◆ Assignment: Return each of the entries below precisely as it appears.

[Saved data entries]
•••
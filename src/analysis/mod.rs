//
// This file is part of noughts.
//
// noughts is free software: you can redistribute it and/or modify
// it under the terms of the GNU General Public License as published by
// the Free Software Foundation, either version 3 of the License, or
// (at your option) any later version.
//
// noughts is distributed in the hope that it will be useful,
// but WITHOUT ANY WARRANTY; without even the implied warranty of
// MERCHANTABILITY or FITNESS FOR A PARTICULAR PURPOSE. See the
// GNU General Public License for more details.
//
// You should have received a copy of the GNU General Public License
// along with noughts. If not, see <http://www.gnu.org/licenses/>.
//
// Copyright 2016-2017 Chris Foster
//

//! Scoring and searching positions.

pub use self::evaluation::Score;

pub mod search;

mod evaluation;
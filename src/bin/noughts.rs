//
// This file is part of noughts.
//
// noughts is free software: you can redistribute it and/or modify
// it under the terms of the GNU General Public License as published by
// the Free Software Foundation, either version 3 of the License, or
// (at your option) any later version.
//
// noughts is distributed in the hope that it will be useful,
// but WITHOUT ANY WARRANTY; without even the implied warranty of
// MERCHANTABILITY or FITNESS FOR A PARTICULAR PURPOSE. See the
// GNU General Public License for more details.
//
// You should have received a copy of the GNU General Public License
// along with noughts. If not, see <http://www.gnu.org/licenses/>.
//
// Copyright 2016-2017 Chris Foster
//

use std::io::{self, BufRead, Write};

use anyhow::Result;
use clap::{Parser, ValueEnum};
use tracing_subscriber::EnvFilter;

use noughts::{Command, Game, Mark, MinimaxSearch, Move, Phase, Settings};

/// Play tic-tac-toe against a perfect opponent.
#[derive(Parser, Debug)]
#[command(name = "noughts", version, about, long_about = None)]
struct Cli {
    /// Mark played by the computer
    #[arg(long, value_enum, default_value_t = Side::O)]
    computer: Side,

    /// Who opens the first round
    #[arg(long, value_enum, default_value_t = First::Computer)]
    first: First,

    /// Log the score of every move the computer considers
    #[arg(short, long)]
    verbose: bool,
}

#[derive(Clone, Copy, Debug, ValueEnum)]
enum Side {
    X,
    O,
}

#[derive(Clone, Copy, Debug, ValueEnum)]
enum First {
    Computer,
    Human,
}

impl Cli {
    fn settings(&self) -> Settings {
        let computer = match self.computer {
            Side::X => Mark::X,
            Side::O => Mark::O,
        };

        Settings {
            computer,
            first: match self.first {
                First::Computer => computer,
                First::Human => computer.opponent(),
            },
        }
    }
}

fn main() -> Result<()> {
    let cli = Cli::parse();

    let default_filter = if cli.verbose { "debug" } else { "warn" };
    tracing_subscriber::fmt()
        .with_env_filter(
            EnvFilter::try_from_default_env()
                .unwrap_or_else(|_| EnvFilter::new(default_filter))
        )
        .with_writer(io::stderr)
        .init();

    let mut game = Game::new(cli.settings());
    let mut search = MinimaxSearch::new();

    let stdin = io::stdin();
    let mut input = stdin.lock();

    println!("You are {}.  Enter a cell number to move, or q to quit.", game.human());

    loop {
        match game.phase() {
            Phase::Quit => break,
            Phase::RoundOver(outcome) => {
                println!("\n{}\n\n{}", game.board(), outcome);
                println!("Rounds: {}", game.tally());

                let command = match prompt(&mut input, "Continue? (y/n): ")? {
                    Some(ref answer) if answer.starts_with('n') || answer.starts_with('q') => Command::Quit,
                    Some(_) => Command::NextRound,
                    None => Command::Quit,
                };
                game.apply(command)?;
            },
            Phase::InProgress => {
                println!("\n{}\n", game.board());

                if game.is_computer_turn() {
                    let (turn, analysis) = game.play_computer(&mut search)?;
                    if cli.verbose {
                        println!("{}\n", analysis);
                    }
                    println!("Computer plays {}", turn.ply.index() + 1);
                    continue;
                }

                let answer = match prompt(&mut input, "Your move (1-9): ")? {
                    Some(answer) => answer,
                    None => {
                        game.apply(Command::Quit)?;
                        continue;
                    },
                };

                if answer == "q" || answer == "quit" {
                    game.apply(Command::Quit)?;
                    continue;
                }

                if let Err(error) = answer.parse::<Move>().and_then(|ply| game.play_human(ply)) {
                    println!("Invalid entry, try again: {}", error);
                }
            },
        }
    }

    println!("Final tally: {}", game.tally());
    Ok(())
}

/// Prints `text` and reads one trimmed, lowercased line.  `None` at end of input.
fn prompt<R>(input: &mut R, text: &str) -> io::Result<Option<String>> where
    R: BufRead {
    print!("{}", text);
    io::stdout().flush()?;

    let mut line = String::new();
    if input.read_line(&mut line)? == 0 {
        return Ok(None);
    }
    Ok(Some(line.trim().to_lowercase()))
}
•••
◆ Task result:
filename src/analysis/mod.rs
//
// This file is part of noughts.
//
// noughts is free software: you can redistribute it and/or modify
// it under the terms of the GNU General Public License as published by
// the Free Software Foundation, either version 3 of the License, or
// (at your option) any later version.
//
// noughts is distributed in the hope that it will be useful,
// but WITHOUT ANY WARRANTY; without even the implied warranty of
// MERCHANTABILITY or FITNESS FOR A PARTICULAR PURPOSE. See the
// GNU General Public License for more details.
//
// You should have received a copy of the GNU General Public License
// along with noughts. If not, see <http://www.gnu.org/licenses/>.
//
// Copyright 2016-2017 Chris Foster
//

//! Scoring and searching positions.

pub use self::evaluation::Score;

pub mod search;

mod evaluation;
filename src/bin/noughts.rs
//
// This file is part of noughts.
//
// noughts is free software: you can redistribute it and/or modify
// it under the terms of the GNU General Public License as published by
// the Free Software Foundation, either version 3 of the License, or
// (at your option) any later version.
//
// noughts is distributed in the hope that it will be useful,
// but WITHOUT ANY WARRANTY; without even the implied warranty of
// MERCHANTABILITY or FITNESS FOR A PARTICULAR PURPOSE. See the
// GNU General Public License for more details.
//
// You should have received a copy of the GNU General Public License
// along with noughts. If not, see <http://www.gnu.org/licenses/>.
//
// Copyright 2016-2017 Chris Foster
//

use std::io::{self, BufRead, Write};

use anyhow::Result;
use clap::{Parser, ValueEnum};
use tracing_subscriber::EnvFilter;

use noughts::{Command, Game, Mark, MinimaxSearch, Move, Phase, Settings};

/// Play tic-tac-toe against a perfect opponent.
#[derive(Parser, Debug)]
#[command(name = "noughts", version, about, long_about = None)]
struct Cli {
    /// Mark played by the computer
    #[arg(long, value_enum, default_value_t = Side::O)]
    computer: Side,

    /// Who opens the first round
    #[arg(long, value_enum, default_value_t = First::Computer)]
    first: First,

    /// Log the score of every move the computer considers
    #[arg(short, long)]
    verbose: bool,
}

#[derive(Clone, Copy, Debug, ValueEnum)]
enum Side {
    X,
    O,
}

#[derive(Clone, Copy, Debug, ValueEnum)]
enum First {
    Computer,
    Human,
}

impl Cli {
    fn settings(&self) -> Settings {
        let computer = match self.computer {
            Side::X => Mark::X,
            Side::O => Mark::O,
        };

        Settings {
            computer,
            first: match self.first {
                First::Computer => computer,
                First::Human => computer.opponent(),
            },
        }
    }
}

fn main() -> Result<()> {
    let cli = Cli::parse();

    let default_filter = if cli.verbose { "debug" } else { "warn" };
    tracing_subscriber::fmt()
        .with_env_filter(
            EnvFilter::try_from_default_env()
                .unwrap_or_else(|_| EnvFilter::new(default_filter))
        )
        .with_writer(io::stderr)
        .init();

    let mut game = Game::new(cli.settings());
    let mut search = MinimaxSearch::new();

    let stdin = io::stdin();
    let mut input = stdin.lock();

    println!("You are {}.  Enter a cell number to move, or q to quit.", game.human());

    loop {
        match game.phase() {
            Phase::Quit => break,
            Phase::RoundOver(outcome) => {
                println!("\n{}\n\n{}", game.board(), outcome);
                println!("Rounds: {}", game.tally());

                let command = match prompt(&mut input, "Continue? (y/n): ")? {
                    Some(ref answer) if answer.starts_with('n') || answer.starts_with('q') => Command::Quit,
                    Some(_) => Command::NextRound,
                    None => Command::Quit,
                };
                game.apply(command)?;
            },
            Phase::InProgress => {
                println!("\n{}\n", game.board());

                if game.is_computer_turn() {
                    let (turn, analysis) = game.play_computer(&mut search)?;
                    if cli.verbose {
                        println!("{}\n", analysis);
                    }
                    println!("Computer plays {}", turn.ply.index() + 1);
                    continue;
                }

                let answer = match prompt(&mut input, "Your move (1-9): ")? {
                    Some(answer) => answer,
                    None => {
                        game.apply(Command::Quit)?;
                        continue;
                    },
                };

                if answer == "q" || answer == "quit" {
                    game.apply(Command::Quit)?;
                    continue;
                }

                if let Err(error) = answer.parse::<Move>().and_then(|ply| game.play_human(ply)) {
                    println!("Invalid entry, try again: {}", error);
                }
            },
        }
    }

    println!("Final tally: {}", game.tally());
    Ok(())
}

/// Prints `text` and reads one trimmed, lowercased line.  `None` at end of input.
fn prompt<R>(input: &mut R, text: &str) -> io::Result<Option<String>> where
    R: BufRead {
    print!("{}", text);
    io::stdout().flush()?;

    let mut line = String::new();
    if input.read_line(&mut line)? == 0 {
        return Ok(None);
    }
    Ok(Some(line.trim().to_lowercase()))
}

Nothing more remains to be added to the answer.